Era evidente il tentativo di Shaka di sottolineare il fastidio della presenza di Camus nel tempio dell’Ariete. Una presenza evidentemente troppo confidenziale a parere della Vergine e che il francese comprese subito...
 
Camus alzò impercettibilmente un angolo delle labbra, divertito dalla gelosia di Shaka. In effetti, in quel momento, la Vergine non aveva nulla del carattere semidivino che avrebbe dovuto contraddistinguerlo dai suoi parigrado, risultando piuttosto umano nell’evidenziare l’inopportunità di Camus.
 
- Se stai partendo a causa mia... - ma Camus non riuscì a terminare, fermato da una mano alzata di Shaka che imponeva silenzio.
 
- No.…ho finito... - fu la laconica risposta dell’indiano.
 
Seccato dall’atteggiamento altezzoso, l’Acquario avrebbe volentieri congelato quella mano impertinente che pretendeva di dargli ordini in casa altrui, tuttavia si costrinse a non mostrare alcuna reazione...se non altro per rispetto verso il vero custode di quel tempio.
 
- Bene...allora...buona giornata...Vergine - fu il commiato di Camus prima di riprendere i suoi passi per addentrarsi nella parte più privata della casa.
 
- Ricorda di non perdere troppo tempo o sarai in ritardo per l’allenamento... Acquario... -.
 
Camus era convinto che Shaka avesse ripreso il cammino verso il suo tempio, ma quando quelle parole pretenziose gli arrivarono alle orecchie, si girò di scatto piuttosto irritato.

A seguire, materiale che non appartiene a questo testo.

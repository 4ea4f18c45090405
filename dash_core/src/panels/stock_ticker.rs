use serde::Serialize;

use crate::common::dash_exception::DashResult;
use crate::common::enums::BandLine;
use crate::common::time::to_str;
use crate::config::BandConfig;
use crate::data::source::PriceProvider;

#[derive(Debug, Clone, PartialEq, Serialize)]
pub struct Candlestick {
    pub dates: Vec<String>,
    pub open: Vec<Option<f64>>,
    pub high: Vec<Option<f64>>,
    pub low: Vec<Option<f64>>,
    pub close: Vec<Option<f64>>,
}

#[derive(Debug, Clone, PartialEq, Serialize)]
pub struct BandTrace {
    pub name: String,
    pub line: BandLine,
    pub show_legend: bool,
    pub values: Vec<Option<f64>>,
}

/// Candlestick of one ticker with its three band lines
#[derive(Debug, Clone, PartialEq, Serialize)]
pub struct TickerFigure {
    pub ticker: String,
    pub candlestick: Candlestick,
    pub bands: Vec<BandTrace>,
}

pub fn ticker_figure(
    provider: &dyn PriceProvider,
    ticker: &str,
    config: &BandConfig,
) -> DashResult<TickerFigure> {
    let history = provider.history(ticker)?.between(config.start, config.end);
    let closes = history.close_series()?;
    let bands = config.estimator().compute(&closes)?;

    let candlestick = Candlestick {
        dates: history.bars.iter().map(|b| to_str(&b.date)).collect(),
        open: history.bars.iter().map(|b| b.open).collect(),
        high: history.bars.iter().map(|b| b.high).collect(),
        low: history.bars.iter().map(|b| b.low).collect(),
        close: closes.values().to_vec(),
    };

    let name = format!("{} - bollinger bands", ticker);
    let bands = [BandLine::Mean, BandLine::Upper, BandLine::Lower]
        .into_iter()
        .map(|line| BandTrace {
            name: name.clone(),
            line,
            show_legend: line == BandLine::Mean,
            values: bands.line(line).to_vec(),
        })
        .collect();

    Ok(TickerFigure {
        ticker: ticker.to_string(),
        candlestick,
        bands,
    })
}

pub fn ticker_figures(
    provider: &dyn PriceProvider,
    tickers: &[String],
    config: &BandConfig,
) -> DashResult<Vec<TickerFigure>> {
    tickers
        .iter()
        .map(|t| ticker_figure(provider, t, config))
        .collect()
}

#[cfg(test)]
mod tests {
    use super::*;
    use crate::common::dash_exception::{DashError, ErrCode};
    use crate::data::price_csv::PriceHistory;

    struct FixedPrices;

    impl PriceProvider for FixedPrices {
        fn history(&self, ticker: &str) -> DashResult<PriceHistory> {
            if ticker != "yhoo" {
                return Err(DashError::new("unknown", ErrCode::NoData));
            }
            let mut csv = String::from("Date,Open,High,Low,Close\n");
            for d in 1..=12 {
                let c = 30.0 + d as f64;
                csv.push_str(&format!("2016-06-{:02},{},{},{},{}\n", d, c - 0.5, c + 1.0, c - 1.0, c));
            }
            csv.push_str("2017-02-15 16:00:00,40,41,39,40\n");
            csv.push_str("2018-01-02,1,1,1,1\n");
            PriceHistory::from_reader(ticker, csv.as_bytes())
        }
    }

    #[test]
    fn test_ticker_figure() {
        let config = BandConfig {
            window_size: 3,
            num_std: 1.0,
            ..BandConfig::default()
        };
        let fig = ticker_figure(&FixedPrices, "yhoo", &config).unwrap();
        // the 2018 bar is outside the default date range, the afternoon bar
        // on the last day is inside it
        assert_eq!(fig.candlestick.dates.len(), 13);
        assert_eq!(fig.candlestick.dates[0], "2016-06-01");
        assert_eq!(fig.candlestick.dates[12], "2017-02-15 16:00:00");
        assert_eq!(fig.bands.len(), 3);
        assert!(fig.bands[0].show_legend);
        assert!(!fig.bands[1].show_legend);

        let mean = &fig.bands[0].values;
        assert_eq!(mean[1], None);
        assert_eq!(mean[2], Some(32.0));
        assert_eq!(fig.bands[1].values[2], Some(33.0));
        assert_eq!(fig.bands[2].values[2], Some(31.0));
    }

    #[test]
    fn test_unknown_ticker() {
        let err = ticker_figures(&FixedPrices, &["yhoo".into(), "zzz".into()], &BandConfig::default())
            .unwrap_err();
        assert_eq!(err.errcode, ErrCode::NoData);
    }
}
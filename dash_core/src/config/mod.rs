pub mod band_config;

pub use band_config::{BandConfig, ConfigWithCheck};
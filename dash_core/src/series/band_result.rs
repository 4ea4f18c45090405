use chrono::NaiveDateTime;
use serde::Serialize;

use crate::common::enums::BandLine;

/// Rolling mean with its upper and lower bands.
///
/// All three vectors have the length of the input series and line up with it
/// index for index. Entries are `None` before the window fills or wherever
/// the window holds a missing value. `timestamps` repeats the input series'
/// timestamps and is empty when the bands come from bare values.
#[derive(Debug, Clone, PartialEq, Serialize)]
pub struct BandResult {
    pub timestamps: Vec<NaiveDateTime>,
    pub mean: Vec<Option<f64>>,
    pub upper: Vec<Option<f64>>,
    pub lower: Vec<Option<f64>>,
}

impl BandResult {
    pub fn with_capacity(len: usize) -> Self {
        Self {
            timestamps: Vec::new(),
            mean: Vec::with_capacity(len),
            upper: Vec::with_capacity(len),
            lower: Vec::with_capacity(len),
        }
    }

    pub fn with_timestamps(mut self, timestamps: Vec<NaiveDateTime>) -> Self {
        self.timestamps = timestamps;
        self
    }

    pub fn push(&mut self, point: Option<(f64, f64, f64)>) {
        match point {
            Some((mean, upper, lower)) => {
                self.mean.push(Some(mean));
                self.upper.push(Some(upper));
                self.lower.push(Some(lower));
            }
            None => {
                self.mean.push(None);
                self.upper.push(None);
                self.lower.push(None);
            }
        }
    }

    pub fn len(&self) -> usize {
        self.mean.len()
    }

    pub fn is_empty(&self) -> bool {
        self.mean.is_empty()
    }

    pub fn line(&self, line: BandLine) -> &[Option<f64>] {
        match line {
            BandLine::Mean => &self.mean,
            BandLine::Upper => &self.upper,
            BandLine::Lower => &self.lower,
        }
    }

    /// Index of the first position where the bands are present
    pub fn first_present(&self) -> Option<usize> {
        self.mean.iter().position(Option::is_some)
    }

    pub fn present_count(&self) -> usize {
        self.mean.iter().filter(|v| v.is_some()).count()
    }
}

#[cfg(test)]
mod tests {
    use super::*;

    #[test]
    fn test_push_keeps_lines_aligned() {
        let mut res = BandResult::with_capacity(2);
        res.push(None);
        res.push(Some((2.0, 3.0, 1.0)));
        assert_eq!(res.len(), 2);
        assert_eq!(res.line(BandLine::Upper), &[None, Some(3.0)]);
        assert_eq!(res.line(BandLine::Lower), &[None, Some(1.0)]);
        assert_eq!(res.first_present(), Some(1));
        assert_eq!(res.present_count(), 1);
    }
}
//! Dashboard callbacks wired into a [`ReactiveGraph`] under the page's
//! widget ids.

pub mod stock_ticker;
pub mod world_bank;

use std::rc::Rc;

use serde::Serialize;
use serde_json::{json, Value};

use crate::common::dash_exception::{DashError, DashResult};
use crate::config::BandConfig;
use crate::data::indicators::DEFAULT_INDICATOR;
use crate::data::source::PriceProvider;
use crate::data::wdi::WdiTable;
use crate::reactive::ReactiveGraph;

pub const INDICATOR_SINGLE: &str = "indicator-dropdown-single";
pub const YEAR_SLIDER: &str = "year-slider";
pub const CHOROPLETH: &str = "choropleth";
pub const CHOROPLETH_HOVER: &str = "choropleth-hover";
pub const TABLE: &str = "table";
pub const INDICATOR_OVER_TIME: &str = "indicator-over-time";
pub const INDICATOR_MULTI: &str = "indicator-dropdown";
pub const REGION_MULTI: &str = "region-dropdown";
pub const INDICATOR_TIME_SERIES: &str = "indicator-time-series";
pub const TICKER_INPUT: &str = "stock-ticker-input";
pub const SP_GRAPH: &str = "s&p-graph";

fn as_str<'a>(v: &'a Value, widget: &str) -> DashResult<&'a str> {
    v.as_str()
        .ok_or_else(|| DashError::invalid_argument(format!("{} expects a string, got {}", widget, v)))
}

/// A multi-select value: a list of strings, or a single string
fn as_str_list(v: &Value, widget: &str) -> DashResult<Vec<String>> {
    match v {
        Value::String(s) => Ok(vec![s.clone()]),
        Value::Array(items) => items
            .iter()
            .map(|i| as_str(i, widget).map(str::to_string))
            .collect(),
        _ => Err(DashError::invalid_argument(format!(
            "{} expects a list of strings, got {}",
            widget, v
        ))),
    }
}

fn slider_year(v: &Value) -> DashResult<i32> {
    v.get("value")
        .or(Some(v))
        .and_then(Value::as_i64)
        .and_then(|y| i32::try_from(y).ok())
        .ok_or_else(|| DashError::invalid_argument(format!("{} has no year value: {}", YEAR_SLIDER, v)))
}

fn to_json<T: Serialize>(v: &T) -> DashResult<Value> {
    Ok(serde_json::to_value(v)?)
}

/// Initial widget values of the page
pub fn default_inputs() -> Vec<(&'static str, Value)> {
    vec![
        (INDICATOR_SINGLE, json!(DEFAULT_INDICATOR)),
        (CHOROPLETH_HOVER, Value::Null),
        (
            INDICATOR_MULTI,
            json!([
                "Exports of goods and services (% of GDP)",
                "Imports of goods and services (% of GDP)"
            ]),
        ),
        (
            REGION_MULTI,
            json!(["Kuwait", "United States", "United Kingdom"]),
        ),
        (TICKER_INPUT, json!(["YHOO"])),
    ]
}

/// Bind every panel of the page to its inputs
pub fn build_dashboard(
    wdi: Rc<WdiTable>,
    prices: Rc<dyn PriceProvider>,
    config: BandConfig,
) -> DashResult<ReactiveGraph> {
    config.validate()?;
    let mut graph = ReactiveGraph::new();

    let t = wdi.clone();
    graph.bind(YEAR_SLIDER, &[INDICATOR_SINGLE], move |a| {
        to_json(&world_bank::year_slider(&t, as_str(a[0], INDICATOR_SINGLE)?)?)
    })?;

    let t = wdi.clone();
    graph.bind(CHOROPLETH, &[INDICATOR_SINGLE, YEAR_SLIDER], move |a| {
        let indicator = as_str(a[0], INDICATOR_SINGLE)?;
        to_json(&world_bank::choropleth(&t, indicator, slider_year(a[1])?)?)
    })?;

    let t = wdi.clone();
    graph.bind(TABLE, &[INDICATOR_SINGLE, YEAR_SLIDER], move |a| {
        let indicator = as_str(a[0], INDICATOR_SINGLE)?;
        to_json(&world_bank::ranking_table(&t, indicator, slider_year(a[1])?)?)
    })?;

    let t = wdi.clone();
    graph.bind(INDICATOR_OVER_TIME, &[CHOROPLETH_HOVER, INDICATOR_SINGLE], move |a| {
        let indicator = as_str(a[1], INDICATOR_SINGLE)?;
        to_json(&world_bank::country_over_time(&t, indicator, a[0])?)
    })?;

    let t = wdi;
    graph.bind(INDICATOR_TIME_SERIES, &[INDICATOR_MULTI, REGION_MULTI], move |a| {
        let indicators = as_str_list(a[0], INDICATOR_MULTI)?;
        let regions = as_str_list(a[1], REGION_MULTI)?;
        to_json(&world_bank::indicator_time_series(&t, &indicators, &regions))
    })?;

    graph.bind(SP_GRAPH, &[TICKER_INPUT], move |a| {
        let tickers = as_str_list(a[0], TICKER_INPUT)?;
        to_json(&stock_ticker::ticker_figures(&*prices, &tickers, &config)?)
    })?;

    Ok(graph)
}
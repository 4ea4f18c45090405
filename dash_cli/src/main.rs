use std::io::Write;
use std::path::PathBuf;

use anyhow::{bail, Context, Result};
use chrono::NaiveDate;
use clap::{Parser, Subcommand, ValueEnum};
use dash_core::common::enums::StdConvention;
use dash_core::common::time::to_str;
use dash_core::common::utils::fmt_opt;
use dash_core::data::indicators::INDICATORS;
use dash_core::data::{CompanyListSource, DataSource, PriceCsvSource, PriceProvider, WdiSource};
use dash_core::panels::world_bank::year_slider;
use dash_core::{BandConfig, BandResult, TimeSeries};
use serde::Serialize;

#[derive(Parser, Debug)]
#[command(author, version, about, long_about = None)]
struct Cli {
    /// Log at debug level
    #[arg(short, long, global = true, default_value_t = false)]
    verbose: bool,

    #[command(subcommand)]
    command: Command,
}

#[derive(Subcommand, Debug)]
enum Command {
    /// Print rolling mean and bands of the close price
    Bands {
        /// Directory holding one <TICKER>.csv per ticker
        #[arg(long)]
        data_dir: PathBuf,
        #[arg(long, required = true, num_args = 1..)]
        ticker: Vec<String>,
        /// JSON file with band parameters; flags below override it
        #[arg(long)]
        config: Option<PathBuf>,
        #[arg(long)]
        window: Option<usize>,
        #[arg(long)]
        num_std: Option<f64>,
        /// Divide by n instead of n - 1
        #[arg(long, default_value_t = false)]
        population: bool,
        #[arg(long)]
        start: Option<NaiveDate>,
        #[arg(long)]
        end: Option<NaiveDate>,
        #[arg(long, value_enum, default_value_t = Format::Table)]
        format: Format,
    },
    /// List ticker symbols of a company list
    Tickers {
        #[arg(long)]
        companies: PathBuf,
    },
    /// List the indicator catalog
    Indicators,
    /// Show the selectable years of an indicator
    Years {
        #[arg(long)]
        wdi: PathBuf,
        #[arg(long)]
        indicator: String,
    },
}

#[derive(Debug, Clone, Copy, PartialEq, Eq, ValueEnum)]
enum Format {
    Table,
    Json,
    Csv,
}

#[derive(Debug, Serialize)]
struct BandRow {
    ticker: String,
    date: String,
    close: Option<f64>,
    mean: Option<f64>,
    upper: Option<f64>,
    lower: Option<f64>,
}

fn band_rows(ticker: &str, closes: &TimeSeries, bands: &BandResult) -> Vec<BandRow> {
    bands
        .timestamps
        .iter()
        .zip(closes.values())
        .enumerate()
        .map(|(i, (ts, &close))| BandRow {
            ticker: ticker.to_string(),
            date: to_str(ts),
            close,
            mean: bands.mean[i],
            upper: bands.upper[i],
            lower: bands.lower[i],
        })
        .collect()
}

fn write_csv<W: Write>(rows: &[BandRow], out: W) -> Result<()> {
    let mut wtr = csv::Writer::from_writer(out);
    for r in rows {
        wtr.serialize(r)?;
    }
    wtr.flush()?;
    Ok(())
}

fn main() -> Result<()> {
    let cli = Cli::parse();

    let level = if cli.verbose {
        log::LevelFilter::Debug
    } else {
        log::LevelFilter::Info
    };
    env_logger::Builder::from_default_env()
        .filter_level(level)
        .init();
    log::debug!("Parsed arguments: {:?}", cli);

    match cli.command {
        Command::Bands {
            data_dir,
            ticker,
            config,
            window,
            num_std,
            population,
            start,
            end,
            format,
        } => {
            let mut conf = match config {
                Some(path) => BandConfig::from_json_file(&path)
                    .with_context(|| format!("loading {}", path.display()))?,
                None => BandConfig::default(),
            };
            conf.window_size = window.unwrap_or(conf.window_size);
            conf.num_std = num_std.unwrap_or(conf.num_std);
            if population {
                conf.std_convention = StdConvention::Population;
            }
            conf.start = start.unwrap_or(conf.start);
            conf.end = end.unwrap_or(conf.end);
            conf.validate()?;

            let mut source = PriceCsvSource::new(&data_dir);
            source.load()?;
            for t in &ticker {
                print_bands(&source, t, &conf, format)?;
            }
        }
        Command::Tickers { companies } => {
            let mut source = CompanyListSource::new(&companies);
            source.load()?;
            for t in source.tickers()? {
                println!("{}", t);
            }
        }
        Command::Indicators => {
            for (category, names) in INDICATORS {
                println!("{}", category);
                for name in names.iter() {
                    println!("  {}", name);
                }
            }
        }
        Command::Years { wdi, indicator } => {
            let mut source = WdiSource::new(&wdi);
            source.load()?;
            let slider = year_slider(source.table()?, &indicator)?;
            println!("{}", serde_json::to_string_pretty(&slider)?);
        }
    }

    Ok(())
}

fn print_bands(source: &PriceCsvSource, ticker: &str, conf: &BandConfig, format: Format) -> Result<()> {
    let history = source.history(ticker)?.between(conf.start, conf.end);
    if history.is_empty() {
        bail!("{} has no prices between {} and {}", ticker, conf.start, conf.end);
    }
    let closes = history.close_series()?;
    let bands = conf.estimator().compute(&closes)?;
    let rows = band_rows(ticker, &closes, &bands);
    log::info!(
        "{}: {} points, {} with bands",
        ticker,
        rows.len(),
        bands.present_count()
    );

    match format {
        Format::Json => println!("{}", serde_json::to_string_pretty(&rows)?),
        Format::Csv => write_csv(&rows, std::io::stdout().lock())?,
        Format::Table => {
            println!("{} - bollinger bands", ticker);
            println!("{:<12} {:>10} {:>10} {:>10} {:>10}", "date", "close", "mean", "upper", "lower");
            for r in &rows {
                println!(
                    "{:<12} {:>10} {:>10} {:>10} {:>10}",
                    r.date,
                    fmt_opt(r.close, 2),
                    fmt_opt(r.mean, 2),
                    fmt_opt(r.upper, 2),
                    fmt_opt(r.lower, 2)
                );
            }
        }
    }
    Ok(())
}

L’espressione arrogante dell’indiano non fece altro che indispettirlo ulteriormente. 
 
L’undicesimo guardiano non era certo un uomo istintivo, al contrario, appariva sempre pacato, composto... ma come diavolo si permetteva un suo parigrado di redarguirlo come se fosse un ragazzino?! Shaka poteva essere l’uomo più vicino agli dei, la reincarnazione di Buddha, il consigliere del Patriarca...ma avrebbe dovuto imparare a stare al suo posto!
 
Camus stava per abbandonare i propositi pacifici di poco prima, quando una mano affusolata si posò in modo dolce e fermo sulla sua spalla, trattenendolo sui suoi passi. Girandosi, incrociò gli occhi calmi dell’Ariete che, in silenzio e sorridendo gentilmente, gli chiese di lasciar perdere.
 
A pochi passi di distanza, Shaka vide la scena sentendo uno sgradevole fastidio nello stomaco.
 
Cos’era tutta quella cura che Mu riservava al cavaliere dell’Acquario? Che tipo di legame legava i due compagni?
 
Sebbene non fosse mai stato interessato ai pettegolezzi, anche Shaka, come tutti nel Santuario, aveva sempre sospettato di una relazione tra l’Acquario e lo Scorpione che andasse oltre la semplice amicizia...cosa c’entrava adesso Mu?
 
Irritato, girò i tacchi stizzito voltando le spalle a Mu e Camus e dirigendosi verso l’uscita senza salutare.
 
Ovviamente non poté vedere lo sguardo obliquo che l’Ariete gli rivolse seguendolo con gli occhi finché non fu fuori dalla sua vista.
 
Al contrario, Camus lo vide benissimo.